◆ YOUR INSTRUCTIONS:
Would you output the whole listing below, exactly as it reads?

━━━━━━━━━━━━━━━━

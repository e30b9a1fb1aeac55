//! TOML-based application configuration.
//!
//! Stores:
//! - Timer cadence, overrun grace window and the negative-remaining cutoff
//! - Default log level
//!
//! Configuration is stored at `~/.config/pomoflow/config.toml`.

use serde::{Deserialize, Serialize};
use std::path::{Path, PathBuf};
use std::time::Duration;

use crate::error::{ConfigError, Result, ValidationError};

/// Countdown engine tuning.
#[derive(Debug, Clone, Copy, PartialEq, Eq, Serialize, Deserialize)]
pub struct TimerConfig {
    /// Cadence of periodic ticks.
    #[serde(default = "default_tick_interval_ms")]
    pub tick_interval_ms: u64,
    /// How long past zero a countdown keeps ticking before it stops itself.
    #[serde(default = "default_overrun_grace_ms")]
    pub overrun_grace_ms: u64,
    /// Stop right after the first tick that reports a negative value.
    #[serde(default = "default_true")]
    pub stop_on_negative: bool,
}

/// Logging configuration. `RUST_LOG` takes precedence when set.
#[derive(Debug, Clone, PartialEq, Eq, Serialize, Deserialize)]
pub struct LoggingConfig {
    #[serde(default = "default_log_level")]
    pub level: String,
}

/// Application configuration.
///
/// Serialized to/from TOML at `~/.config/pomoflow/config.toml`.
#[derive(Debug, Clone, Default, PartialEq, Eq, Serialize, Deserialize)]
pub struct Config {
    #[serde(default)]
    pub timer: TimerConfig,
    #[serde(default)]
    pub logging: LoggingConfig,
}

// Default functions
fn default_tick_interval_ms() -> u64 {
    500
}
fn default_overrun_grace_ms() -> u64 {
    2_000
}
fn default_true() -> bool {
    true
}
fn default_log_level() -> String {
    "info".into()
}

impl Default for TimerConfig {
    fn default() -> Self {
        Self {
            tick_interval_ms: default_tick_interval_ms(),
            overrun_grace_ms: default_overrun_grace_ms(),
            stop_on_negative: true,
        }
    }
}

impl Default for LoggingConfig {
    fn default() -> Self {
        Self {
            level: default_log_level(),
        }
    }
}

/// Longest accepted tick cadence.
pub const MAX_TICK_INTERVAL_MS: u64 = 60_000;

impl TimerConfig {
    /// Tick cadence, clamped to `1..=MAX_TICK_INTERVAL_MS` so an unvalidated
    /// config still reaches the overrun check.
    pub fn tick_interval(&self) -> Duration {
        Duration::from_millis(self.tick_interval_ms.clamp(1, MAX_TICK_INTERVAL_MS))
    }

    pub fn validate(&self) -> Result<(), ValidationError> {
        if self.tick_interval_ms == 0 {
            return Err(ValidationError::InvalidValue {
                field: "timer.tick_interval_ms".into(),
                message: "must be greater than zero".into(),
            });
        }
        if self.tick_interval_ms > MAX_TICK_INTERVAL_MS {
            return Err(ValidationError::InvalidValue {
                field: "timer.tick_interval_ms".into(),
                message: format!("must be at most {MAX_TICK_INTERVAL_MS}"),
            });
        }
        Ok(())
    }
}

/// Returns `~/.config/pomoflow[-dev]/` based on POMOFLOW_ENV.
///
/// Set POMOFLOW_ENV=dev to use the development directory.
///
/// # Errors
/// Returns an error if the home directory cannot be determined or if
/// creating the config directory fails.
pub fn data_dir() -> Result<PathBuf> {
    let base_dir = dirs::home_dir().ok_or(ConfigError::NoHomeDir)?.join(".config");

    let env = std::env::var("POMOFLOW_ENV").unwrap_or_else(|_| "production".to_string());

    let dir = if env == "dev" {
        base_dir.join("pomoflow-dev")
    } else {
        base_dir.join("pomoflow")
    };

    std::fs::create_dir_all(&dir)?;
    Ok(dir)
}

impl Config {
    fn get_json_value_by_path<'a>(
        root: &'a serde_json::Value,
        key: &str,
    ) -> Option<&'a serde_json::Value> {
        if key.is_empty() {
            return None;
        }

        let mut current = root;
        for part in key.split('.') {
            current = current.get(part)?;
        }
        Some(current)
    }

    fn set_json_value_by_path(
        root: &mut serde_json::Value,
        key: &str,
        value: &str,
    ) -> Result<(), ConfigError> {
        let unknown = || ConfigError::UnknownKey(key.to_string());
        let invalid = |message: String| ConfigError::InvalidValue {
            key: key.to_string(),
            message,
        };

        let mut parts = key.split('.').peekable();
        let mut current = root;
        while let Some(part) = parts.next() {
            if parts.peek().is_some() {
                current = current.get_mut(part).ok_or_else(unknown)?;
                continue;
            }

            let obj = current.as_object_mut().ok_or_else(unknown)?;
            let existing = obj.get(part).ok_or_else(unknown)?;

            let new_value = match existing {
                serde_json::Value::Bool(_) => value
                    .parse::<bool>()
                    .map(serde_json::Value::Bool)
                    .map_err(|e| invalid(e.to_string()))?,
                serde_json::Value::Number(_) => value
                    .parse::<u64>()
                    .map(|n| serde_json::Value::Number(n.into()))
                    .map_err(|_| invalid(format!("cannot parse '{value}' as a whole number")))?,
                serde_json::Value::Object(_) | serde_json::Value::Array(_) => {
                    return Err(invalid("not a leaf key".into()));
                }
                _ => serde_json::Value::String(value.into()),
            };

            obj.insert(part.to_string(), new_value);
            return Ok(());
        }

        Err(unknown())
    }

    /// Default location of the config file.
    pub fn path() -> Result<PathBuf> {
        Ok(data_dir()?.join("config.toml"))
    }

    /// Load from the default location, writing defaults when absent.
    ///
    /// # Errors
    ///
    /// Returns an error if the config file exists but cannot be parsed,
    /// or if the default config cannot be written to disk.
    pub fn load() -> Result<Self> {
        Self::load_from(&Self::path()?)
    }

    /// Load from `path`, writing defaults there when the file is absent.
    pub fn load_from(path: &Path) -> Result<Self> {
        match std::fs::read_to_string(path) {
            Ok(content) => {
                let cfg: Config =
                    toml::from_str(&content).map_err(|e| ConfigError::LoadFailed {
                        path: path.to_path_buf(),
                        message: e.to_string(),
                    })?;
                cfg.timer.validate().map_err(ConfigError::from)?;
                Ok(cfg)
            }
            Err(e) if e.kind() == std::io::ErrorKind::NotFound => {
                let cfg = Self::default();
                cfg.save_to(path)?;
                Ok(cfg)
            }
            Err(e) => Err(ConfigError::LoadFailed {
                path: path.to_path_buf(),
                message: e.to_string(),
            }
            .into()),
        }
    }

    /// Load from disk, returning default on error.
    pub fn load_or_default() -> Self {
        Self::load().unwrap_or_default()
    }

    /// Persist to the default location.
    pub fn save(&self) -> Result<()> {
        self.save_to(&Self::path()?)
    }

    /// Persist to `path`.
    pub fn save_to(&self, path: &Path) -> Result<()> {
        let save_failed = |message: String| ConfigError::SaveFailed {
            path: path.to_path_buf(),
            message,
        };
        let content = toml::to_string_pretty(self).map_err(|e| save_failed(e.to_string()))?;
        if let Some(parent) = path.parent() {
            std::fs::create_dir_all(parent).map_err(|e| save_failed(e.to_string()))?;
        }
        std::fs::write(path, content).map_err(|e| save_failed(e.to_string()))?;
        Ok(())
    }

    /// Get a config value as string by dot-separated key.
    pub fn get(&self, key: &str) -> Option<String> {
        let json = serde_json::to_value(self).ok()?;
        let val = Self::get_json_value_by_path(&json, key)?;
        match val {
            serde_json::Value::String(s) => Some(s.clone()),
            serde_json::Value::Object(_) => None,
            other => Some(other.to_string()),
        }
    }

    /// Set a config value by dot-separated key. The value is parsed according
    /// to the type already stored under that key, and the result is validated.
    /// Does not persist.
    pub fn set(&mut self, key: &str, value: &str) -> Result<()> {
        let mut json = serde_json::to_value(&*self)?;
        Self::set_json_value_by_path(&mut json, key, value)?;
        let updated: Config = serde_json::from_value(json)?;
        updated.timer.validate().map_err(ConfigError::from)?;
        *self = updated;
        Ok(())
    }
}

━━━━━━━━━━━━━━━━

◆ SOLVED EXERCISE:
repository e30b9a1fb1aeac55
//! TOML-based application configuration.
//!
//! Stores:
//! - Timer cadence, overrun grace window and the negative-remaining cutoff
//! - Default log level
//!
//! Configuration is stored at `~/.config/pomoflow/config.toml`.

use serde::{Deserialize, Serialize};
use std::path::{Path, PathBuf};
use std::time::Duration;

use crate::error::{ConfigError, Result, ValidationError};

/// Countdown engine tuning.
#[derive(Debug, Clone, Copy, PartialEq, Eq, Serialize, Deserialize)]
pub struct TimerConfig {
    /// Cadence of periodic ticks.
    #[serde(default = "default_tick_interval_ms")]
    pub tick_interval_ms: u64,
    /// How long past zero a countdown keeps ticking before it stops itself.
    #[serde(default = "default_overrun_grace_ms")]
    pub overrun_grace_ms: u64,
    /// Stop right after the first tick that reports a negative value.
    #[serde(default = "default_true")]
    pub stop_on_negative: bool,
}

/// Logging configuration. `RUST_LOG` takes precedence when set.
#[derive(Debug, Clone, PartialEq, Eq, Serialize, Deserialize)]
pub struct LoggingConfig {
    #[serde(default = "default_log_level")]
    pub level: String,
}

/// Application configuration.
///
/// Serialized to/from TOML at `~/.config/pomoflow/config.toml`.
#[derive(Debug, Clone, Default, PartialEq, Eq, Serialize, Deserialize)]
pub struct Config {
    #[serde(default)]
    pub timer: TimerConfig,
    #[serde(default)]
    pub logging: LoggingConfig,
}

// Default functions
fn default_tick_interval_ms() -> u64 {
    500
}
fn default_overrun_grace_ms() -> u64 {
    2_000
}
fn default_true() -> bool {
    true
}
fn default_log_level() -> String {
    "info".into()
}

impl Default for TimerConfig {
    fn default() -> Self {
        Self {
            tick_interval_ms: default_tick_interval_ms(),
            overrun_grace_ms: default_overrun_grace_ms(),
            stop_on_negative: true,
        }
    }
}

impl Default for LoggingConfig {
    fn default() -> Self {
        Self {
            level: default_log_level(),
        }
    }
}

/// Longest accepted tick cadence.
pub const MAX_TICK_INTERVAL_MS: u64 = 60_000;

impl TimerConfig {
    /// Tick cadence, clamped to `1..=MAX_TICK_INTERVAL_MS` so an unvalidated
    /// config still reaches the overrun check.
    pub fn tick_interval(&self) -> Duration {
        Duration::from_millis(self.tick_interval_ms.clamp(1, MAX_TICK_INTERVAL_MS))
    }

    pub fn validate(&self) -> Result<(), ValidationError> {
        if self.tick_interval_ms == 0 {
            return Err(ValidationError::InvalidValue {
                field: "timer.tick_interval_ms".into(),
                message: "must be greater than zero".into(),
            });
        }
        if self.tick_interval_ms > MAX_TICK_INTERVAL_MS {
            return Err(ValidationError::InvalidValue {
                field: "timer.tick_interval_ms".into(),
                message: format!("must be at most {MAX_TICK_INTERVAL_MS}"),
            });
        }
        Ok(())
    }
}

/// Returns `~/.config/pomoflow[-dev]/` based on POMOFLOW_ENV.
///
/// Set POMOFLOW_ENV=dev to use the development directory.
///
/// # Errors
/// Returns an error if the home directory cannot be determined or if
/// creating the config directory fails.
pub fn data_dir() -> Result<PathBuf> {
    let base_dir = dirs::home_dir().ok_or(ConfigError::NoHomeDir)?.join(".config");

    let env = std::env::var("POMOFLOW_ENV").unwrap_or_else(|_| "production".to_string());

    let dir = if env == "dev" {
        base_dir.join("pomoflow-dev")
    } else {
        base_dir.join("pomoflow")
    };

    std::fs::create_dir_all(&dir)?;
    Ok(dir)
}

impl Config {
    fn get_json_value_by_path<'a>(
        root: &'a serde_json::Value,
        key: &str,
    ) -> Option<&'a serde_json::Value> {
        if key.is_empty() {
            return None;
        }

        let mut current = root;
        for part in key.split('.') {
            current = current.get(part)?;
        }
        Some(current)
    }

    fn set_json_value_by_path(
        root: &mut serde_json::Value,
        key: &str,
        value: &str,
    ) -> Result<(), ConfigError> {
        let unknown = || ConfigError::UnknownKey(key.to_string());
        let invalid = |message: String| ConfigError::InvalidValue {
            key: key.to_string(),
            message,
        };

        let mut parts = key.split('.').peekable();
        let mut current = root;
        while let Some(part) = parts.next() {
            if parts.peek().is_some() {
                current = current.get_mut(part).ok_or_else(unknown)?;
                continue;
            }

            let obj = current.as_object_mut().ok_or_else(unknown)?;
            let existing = obj.get(part).ok_or_else(unknown)?;

            let new_value = match existing {
                serde_json::Value::Bool(_) => value
                    .parse::<bool>()
                    .map(serde_json::Value::Bool)
                    .map_err(|e| invalid(e.to_string()))?,
                serde_json::Value::Number(_) => value
                    .parse::<u64>()
                    .map(|n| serde_json::Value::Number(n.into()))
                    .map_err(|_| invalid(format!("cannot parse '{value}' as a whole number")))?,
                serde_json::Value::Object(_) | serde_json::Value::Array(_) => {
                    return Err(invalid("not a leaf key".into()));
                }
                _ => serde_json::Value::String(value.into()),
            };

            obj.insert(part.to_string(), new_value);
            return Ok(());
        }

        Err(unknown())
    }

    /// Default location of the config file.
    pub fn path() -> Result<PathBuf> {
        Ok(data_dir()?.join("config.toml"))
    }

    /// Load from the default location, writing defaults when absent.
    ///
    /// # Errors
    ///
    /// Returns an error if the config file exists but cannot be parsed,
    /// or if the default config cannot be written to disk.
    pub fn load() -> Result<Self> {
        Self::load_from(&Self::path()?)
    }

    /// Load from `path`, writing defaults there when the file is absent.
    pub fn load_from(path: &Path) -> Result<Self> {
        match std::fs::read_to_string(path) {
            Ok(content) => {
                let cfg: Config =
                    toml::from_str(&content).map_err(|e| ConfigError::LoadFailed {
                        path: path.to_path_buf(),
                        message: e.to_string(),
                    })?;
                cfg.timer.validate().map_err(ConfigError::from)?;
                Ok(cfg)
            }
            Err(e) if e.kind() == std::io::ErrorKind::NotFound => {
                let cfg = Self::default();
                cfg.save_to(path)?;
                Ok(cfg)
            }
            Err(e) => Err(ConfigError::LoadFailed {
                path: path.to_path_buf(),
                message: e.to_string(),
            }
            .into()),
        }
    }

    /// Load from disk, returning default on error.
    pub fn load_or_default() -> Self {
        Self::load().unwrap_or_default()
    }

    /// Persist to the default location.
    pub fn save(&self) -> Result<()> {
        self.save_to(&Self::path()?)
    }

    /// Persist to `path`.
    pub fn save_to(&self, path: &Path) -> Result<()> {
        let save_failed = |message: String| ConfigError::SaveFailed {
            path: path.to_path_buf(),
            message,
        };
        let content = toml::to_string_pretty(self).map_err(|e| save_failed(e.to_string()))?;
        if let Some(parent) = path.parent() {
            std::fs::create_dir_all(parent).map_err(|e| save_failed(e.to_string()))?;
        }
        std::fs::write(path, content).map_err(|e| save_failed(e.to_string()))?;
        Ok(())
    }

    /// Get a config value as string by dot-separated key.
    pub fn get(&self, key: &str) -> Option<String> {
        let json = serde_json::to_value(self).ok()?;
        let val = Self::get_json_value_by_path(&json, key)?;
        match val {
            serde_json::Value::String(s) => Some(s.clone()),
            serde_json::Value::Object(_) => None,
            other => Some(other.to_string()),
        }
    }

    /// Set a config value by dot-separated key. The value is parsed according
    /// to the type already stored under that key, and the result is validated.
    /// Does not persist.
    pub fn set(&mut self, key: &str, value: &str) -> Result<()> {
        let mut json = serde_json::to_value(&*self)?;
        Self::set_json_value_by_path(&mut json, key, value)?;
        let updated: Config = serde_json::from_value(json)?;
        updated.timer.validate().map_err(ConfigError::from)?;
        *self = updated;
        Ok(())
    }
}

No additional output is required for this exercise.